Department of Surgery, Arthur G. James Cancer Hospital and Richard J. Solove Research Institute and Comprehensive Cancer Center, Ohio State University, Columbus, Ohio 43210, USA.
Cancer. 2010 Oct 1;116(19):4613-21. doi: 10.1002/cncr.25350.
The use of neoadjuvant and adjuvant chemotherapy in soft tissue sarcomas is controversial. This is a report of long-term (≥5 years) follow-up in patients with high-grade, high-risk soft tissue sarcomas treated with neoadjuvant chemotherapy, preoperative radiotherapy (RT), and adjuvant chemotherapy.
Patients with high-grade soft tissue sarcoma≥8 cm in diameter of the extremities and body wall received 3 cycles of neoadjuvant chemotherapy (mesna, doxorubicin, ifosfamide, and dacarbazine) and preoperative RT (44 grays administered in split courses), and 3 cycles of postoperative chemotherapy (mesna, doxorubicin, ifosfamide, and dacarbazine).

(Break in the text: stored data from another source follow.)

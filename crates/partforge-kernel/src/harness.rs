//! Python harness generation and output classification.
//!
//! The kernel never interprets CAD geometry itself: it wraps the user
//! script in a small harness that runs CadQuery, resolves the `result`
//! binding, and prints exactly one JSON object on stdout. Everything the
//! adapter knows about the solid comes from that envelope.

use serde::Deserialize;

use crate::error::ExecutionError;
use partforge_core::geometry::BoundingBox;

/// Envelope printed by the harness.
#[derive(Debug, Deserialize)]
pub(crate) struct HarnessOutput {
    pub success: bool,
    #[serde(default)]
    pub bounding_box: Option<HarnessBoundingBox>,
    #[serde(default)]
    pub error_kind: Option<String>,
    #[serde(default)]
    pub error: Option<String>,
    #[serde(default)]
    pub traceback: Option<String>,
    #[serde(default)]
    pub path: Option<String>,
}

#[derive(Debug, Deserialize)]
pub(crate) struct HarnessBoundingBox {
    pub x: f64,
    pub y: f64,
    pub z: f64,
}

impl From<HarnessBoundingBox> for BoundingBox {
    fn from(bbox: HarnessBoundingBox) -> Self {
        BoundingBox::new(bbox.x, bbox.y, bbox.z)
    }
}

fn indent(script: &str, spaces: usize) -> String {
    let pad = " ".repeat(spaces);
    script
        .lines()
        .map(|line| format!("{pad}{line}"))
        .collect::<Vec<_>>()
        .join("\n")
}

/// Wraps a user script into an execution harness that reports the solid's
/// bounding box at full precision.
pub(crate) fn execution_harness(script: &str) -> String {
    format!(
        r#"import json
import sys

try:
    import cadquery as cq
    import math

{user_code}

    if "result" not in dir():
        print(json.dumps({{"success": False, "error_kind": "empty_result",
                          "error": "script does not bind a 'result' solid"}}))
        sys.exit(0)

    # Resolve the bound output to a shape. Workplanes carry .val(),
    # library objects build lazily.
    shape = result
    if hasattr(shape, "build"):
        shape = shape.build()
    if hasattr(shape, "val"):
        shape = shape.val()
    elif hasattr(shape, "wrapped") and not hasattr(shape, "BoundingBox"):
        shape = shape.wrapped

    bbox = shape.BoundingBox()
    print(json.dumps({{
        "success": True,
        "bounding_box": {{"x": bbox.xlen, "y": bbox.ylen, "z": bbox.zlen}},
    }}))
except Exception as e:
    import traceback
    print(json.dumps({{
        "success": False,
        "error_kind": "exception",
        "error": str(e),
        "traceback": traceback.format_exc(),
    }}))
"#,
        user_code = indent(script, 4)
    )
}

/// Wraps a user script into a harness that exports the solid as STL.
pub(crate) fn export_harness(script: &str, stl_path: &str) -> String {
    format!(
        r#"import json

try:
    import cadquery as cq
    from cadquery import exporters
    import math

{user_code}

    export_shape = result
    if hasattr(export_shape, "build"):
        export_shape = export_shape.build()

    exporters.export(export_shape, {stl_path:?})
    print(json.dumps({{"success": True, "path": {stl_path:?}}}))
except Exception as e:
    import traceback
    print(json.dumps({{
        "success": False,
        "error_kind": "exception",
        "error": str(e),
        "traceback": traceback.format_exc(),
    }}))
"#,
        user_code = indent(script, 4)
    )
}

/// Maps a failed harness envelope (or raw stderr from a crashed
/// interpreter) to a classified execution error.
pub(crate) fn classify_failure(
    error_kind: Option<&str>,
    error: &str,
    traceback: Option<&str>,
) -> ExecutionError {
    if error_kind == Some("empty_result") {
        return ExecutionError::EmptyResult;
    }

    let combined = match traceback {
        Some(tb) => format!("{error}\n{tb}"),
        None => error.to_string(),
    };

    if combined.contains("SyntaxError") || combined.contains("IndentationError") {
        return ExecutionError::Syntax(error.to_string());
    }
    if combined.contains("name 'result' is not defined") {
        return ExecutionError::EmptyResult;
    }
    if combined.contains("ModuleNotFoundError") || combined.contains("No module named") {
        return ExecutionError::Internal(error.to_string());
    }

    ExecutionError::Geometry(error.to_string())
}

#[cfg(test)]
mod tests {
    use super::*;

    #[test]
    fn test_harness_embeds_indented_user_code() {
        let harness = execution_harness("length = 50\nresult = cq.Workplane(\"XY\").box(1, 1, 1)");
        assert!(harness.contains("    length = 50"));
        assert!(harness.contains("    result = cq.Workplane"));
        assert!(harness.contains("BoundingBox()"));
    }

    #[test]
    fn test_export_harness_embeds_path() {
        let harness = export_harness("result = cq.Workplane(\"XY\").box(1, 1, 1)", "/tmp/p.stl");
        assert!(harness.contains("\"/tmp/p.stl\""));
        assert!(harness.contains("exporters.export"));
    }

    #[test]
    fn test_classify_empty_result_kind() {
        let err = classify_failure(Some("empty_result"), "no binding", None);
        assert_eq!(err, ExecutionError::EmptyResult);
    }

    #[test]
    fn test_classify_syntax_from_traceback() {
        let err = classify_failure(
            Some("exception"),
            "invalid syntax (line 3)",
            Some("Traceback...\nSyntaxError: invalid syntax"),
        );
        assert!(matches!(err, ExecutionError::Syntax(_)));
    }

    #[test]
    fn test_classify_missing_result_name_error() {
        let err = classify_failure(
            Some("exception"),
            "name 'result' is not defined",
            Some("Traceback...\nNameError: name 'result' is not defined"),
        );
        assert_eq!(err, ExecutionError::EmptyResult);
    }

    #[test]
    fn test_classify_geometry_default() {
        let err = classify_failure(
            Some("exception"),
            "BRep_API: command not done",
            Some("Traceback...\nStdFail_NotDone: BRep_API: command not done"),
        );
        assert!(matches!(err, ExecutionError::Geometry(_)));
        assert!(err.is_retryable());
    }

    #[test]
    fn test_classify_missing_interpreter_module_internal() {
        let err = classify_failure(
            Some("exception"),
            "No module named 'cadquery'",
            Some("ModuleNotFoundError: No module named 'cadquery'"),
        );
        assert!(matches!(err, ExecutionError::Internal(_)));
        assert!(!err.is_retryable());
    }

    #[test]
    fn test_parse_success_envelope() {
        let output: HarnessOutput = serde_json::from_str(
            r#"{"success": true, "bounding_box": {"x": 50.0, "y": 30.0, "z": 20.0}}"#,
        )
        .unwrap();
        assert!(output.success);
        let bbox: BoundingBox = output.bounding_box.unwrap().into();
        assert_eq!(bbox.x, 50.0);
    }
}
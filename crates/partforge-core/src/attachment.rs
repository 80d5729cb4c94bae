//! Visual reference attachments (photos and sketches).

use base64::Engine;
use base64::engine::general_purpose::STANDARD as BASE64_STANDARD;
use serde::{Deserialize, Serialize};
use uuid::Uuid;

use crate::error::{ForgeError, Result};

/// Attachment kinds the pipeline accepts.
#[derive(Debug, Clone, Copy, PartialEq, Eq, Serialize, Deserialize)]
#[serde(rename_all = "lowercase")]
pub enum AttachmentKind {
    /// A reference photo.
    Image,
    /// A hand-drawn or digital sketch.
    Sketch,
}

/// MIME types accepted for visual references.
const SUPPORTED_MIME_TYPES: [&str; 4] = ["image/png", "image/jpeg", "image/webp", "image/gif"];

/// An image or sketch attached to a design session.
#[derive(Debug, Clone, PartialEq, Serialize, Deserialize)]
pub struct Attachment {
    pub id: String,
    pub kind: AttachmentKind,
    /// Base64-encoded binary content.
    pub data: String,
    pub mime_type: String,
    #[serde(default)]
    pub name: String,
}

impl Attachment {
    /// Creates an attachment, rejecting unsupported MIME types immediately
    /// (an input error, never retried).
    pub fn new(
        kind: AttachmentKind,
        data: impl Into<String>,
        mime_type: impl Into<String>,
        name: impl Into<String>,
    ) -> Result<Self> {
        let mime_type = mime_type.into();
        if !SUPPORTED_MIME_TYPES.contains(&mime_type.as_str()) {
            return Err(ForgeError::input(format!(
                "Unsupported attachment type: {}",
                mime_type
            )));
        }
        Ok(Self {
            id: Uuid::new_v4().to_string(),
            kind,
            data: data.into(),
            mime_type,
            name: name.into(),
        })
    }

    /// Creates an attachment from raw bytes, encoding them for transport.
    pub fn from_bytes(
        kind: AttachmentKind,
        bytes: &[u8],
        mime_type: impl Into<String>,
        name: impl Into<String>,
    ) -> Result<Self> {
        Self::new(kind, BASE64_STANDARD.encode(bytes), mime_type, name)
    }

    pub fn is_sketch(&self) -> bool {
        self.kind == AttachmentKind::Sketch
    }
}
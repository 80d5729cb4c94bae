//! Version ledger service and in-memory repositories.
//!
//! The ledger is append-only: saving, restoring, and recording all create
//! new entries. Restoring version N appends a copy of its script as the
//! newest entry; history is never rewritten.

use std::collections::HashMap;

use async_trait::async_trait;
use std::sync::Arc;
use tokio::sync::RwLock;
use tracing::info;

use partforge_core::geometry::BoundingBox;
use partforge_core::params;
use partforge_core::session::{Session, SessionRepository};
use partforge_core::version::{Version, VersionRepository, VersionSource, VersionStatus};
use partforge_core::{ForgeError, Result};

/// Application-level operations over a [`VersionRepository`].
pub struct VersionService {
    repository: Arc<dyn VersionRepository>,
}

impl VersionService {
    pub fn new(repository: Arc<dyn VersionRepository>) -> Self {
        Self { repository }
    }

    /// Appends a version, snapshotting the script's extracted parameters.
    pub async fn record(
        &self,
        part_id: &str,
        script: &str,
        bounding_box: Option<BoundingBox>,
        status: VersionStatus,
        error_message: Option<String>,
        source: VersionSource,
    ) -> Result<Version> {
        let version = Version::new(
            part_id,
            script,
            params::extract(script),
            bounding_box,
            status,
            error_message,
            source,
        );
        info!(part_id, version = %version.id, ?source, "version recorded");
        Ok(self.repository.save_version(version).await?)
    }

    /// The newest version of a part.
    pub async fn latest(&self, part_id: &str) -> Result<Option<Version>> {
        Ok(self.repository.load_latest(part_id).await?)
    }

    /// The full ledger for a part, oldest first.
    pub async fn history(&self, part_id: &str) -> Result<Vec<Version>> {
        Ok(self.repository.load_versions(part_id).await?)
    }

    /// Restores an earlier version by appending a copy of its script as a
    /// new entry with `source = Restore`. The ledger is never truncated.
    pub async fn restore(&self, part_id: &str, version_id: &str) -> Result<Version> {
        let history = self.repository.load_versions(part_id).await?;
        let target = history
            .into_iter()
            .find(|version| version.id == version_id)
            .ok_or_else(|| ForgeError::not_found("version", version_id))?;

        self.record(
            part_id,
            &target.script,
            target.bounding_box,
            target.status,
            target.error_message.clone(),
            VersionSource::Restore,
        )
        .await
    }
}

/// In-memory ledger keyed by part id. Append order is preserved.
#[derive(Default)]
pub struct InMemoryVersionRepository {
    ledgers: RwLock<HashMap<String, Vec<Version>>>,
}

impl InMemoryVersionRepository {
    pub fn new() -> Self {
        Self::default()
    }
}

#[async_trait]
impl VersionRepository for InMemoryVersionRepository {
    async fn save_version(&self, version: Version) -> anyhow::Result<Version> {
        let mut ledgers = self.ledgers.write().await;
        ledgers
            .entry(version.part_id.clone())
            .or_default()
            .push(version.clone());
        Ok(version)
    }

    async fn load_latest(&self, part_id: &str) -> anyhow::Result<Option<Version>> {
        let ledgers = self.ledgers.read().await;
        Ok(ledgers.get(part_id).and_then(|l| l.last().cloned()))
    }

    async fn load_versions(&self, part_id: &str) -> anyhow::Result<Vec<Version>> {
        let ledgers = self.ledgers.read().await;
        Ok(ledgers.get(part_id).cloned().unwrap_or_default())
    }
}

/// In-memory session store for tests and single-process deployments.
#[derive(Default)]
pub struct InMemorySessionRepository {
    sessions: RwLock<HashMap<String, Session>>,
}

impl InMemorySessionRepository {
    pub fn new() -> Self {
        Self::default()
    }
}

#[async_trait]
impl SessionRepository for InMemorySessionRepository {
    async fn find_by_id(&self, id: &str) -> anyhow::Result<Option<Session>> {
        Ok(self.sessions.read().await.get(id).cloned())
    }

    async fn save(&self, session: &Session) -> anyhow::Result<()> {
        self.sessions
            .write()
            .await
            .insert(session.id.clone(), session.clone());
        Ok(())
    }

    async fn delete(&self, id: &str) -> anyhow::Result<()> {
        self.sessions.write().await.remove(id);
        Ok(())
    }

    async fn list_all(&self) -> anyhow::Result<Vec<Session>> {
        Ok(self.sessions.read().await.values().cloned().collect())
    }
}
const PHYSICS_PROMPT: &str = r#"You are the Physics Agent, a mechanical engineer specialised in structural analysis.

You assess mechanical strength and recommend how to make parts solid.

Material notes:
- **PLA**: stiff, poor heat and UV resistance, yield around 50 MPa, good for prototypes
- **PETG**: more flexible than PLA, better chemical resistance
- **ABS**: impact resistant, prone to warping
- **Nylon**: very strong, flexible, hygroscopic

Print orientation: layers are weak in Z tension (delamination); orient
loads perpendicular to the layers.

Typical recommendations:
- Wall thickness: 1.2 mm minimum (three 0.4 mm passes), 2-3 mm for
  functional parts, 4 mm or more for significant loads
- Ribs: height about 3x the wall thickness; gussets at mounting corners
- Round interior corners and avoid stress concentrators
- Safety factor 2-3

Reply with a short analysis (three to five sentences) naming the weak
points and the wall thickness you recommend.
"#;

const MANUFACTURING_PROMPT: &str = r#"You are the Manufacturing Agent, an expert in additive manufacturing and 3D printing.

You optimise designs for printing and anticipate fabrication problems.

FDM constraints (the common case):
- Overhangs: under 45 degrees prints fine; 45-60 degraded; above 60 needs supports
- Bridges: under 5 mm easy; 5-10 mm possible; above 10 mm supports or redesign
- Holes: vertical holes print at any diameter; horizontal holes above 10 mm
  want a teardrop profile
- Wall thickness: a multiple of the nozzle diameter

Typical recommendations:
- 45-degree chamfer or 0.5 mm base chamfer for bed adhesion
- Minimise supports through orientation
- Screw clearance: drill an M3 hole at 3.2-3.4 mm
- Press fit +0.1 mm, sliding fit +0.3-0.4 mm

Reply with a short printability assessment (three to five sentences):
orientation, supports, and any dimension that will print badly.
"#;

const VALIDATOR_PROMPT: &str = r#"You are the Validator Agent, responsible for quality control of the code and the design.

You check that the CadQuery code is correct and that the design is printable.

Code checks:
- correct cadquery import, `result` variable bound, only real CadQuery methods
- `.edges("|Z")` on a cylinder -> use `.edges(">Z or <Z")`
- fillet after shell -> reverse the order
- nonexistent methods (`.add`, `.subtract`)
- achievable fillets and chamfers, valid booleans, no degenerate shapes

Printability checks:
- dimensions fit the build volume, warn when close to the limits
- walls thinner than 1 mm
- overhangs above 60 degrees without support
- bridges longer than 10 mm
- details finer than 0.4 mm

Produce a report with: status (OK / ERROR / WARNING), the problems found,
correction suggestions, and a confidence score from 1 to 10.
"#;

Sixty-four of 66 patients were analyzed. After chemotherapy and RT, 61 patients had surgery; 58 had R0 resections (5 amputations), and 3 had R1 resections. Ninety-seven percent experienced grade 3 or higher toxicity, including 3 deaths. These toxicities were short term. With a median follow-up of 7.7 years in surviving patients, the 5-year rates of locoregional failure (including amputation), and distant metastasis were 22.2% (95% confidence interval [CI], 11.8-32.6) and 28.1% (95% CI, 17.0-39.2). The most common site of metastasis was lung. Estimated 5-year rates of disease-free survival, distant disease-free survival, and overall survival were 56.1% (95% CI, 43.9-68.3), 64.1% (95% CI, 52.3-75.8), and 71.2% (95% CI, 60.0-82.5), respectively.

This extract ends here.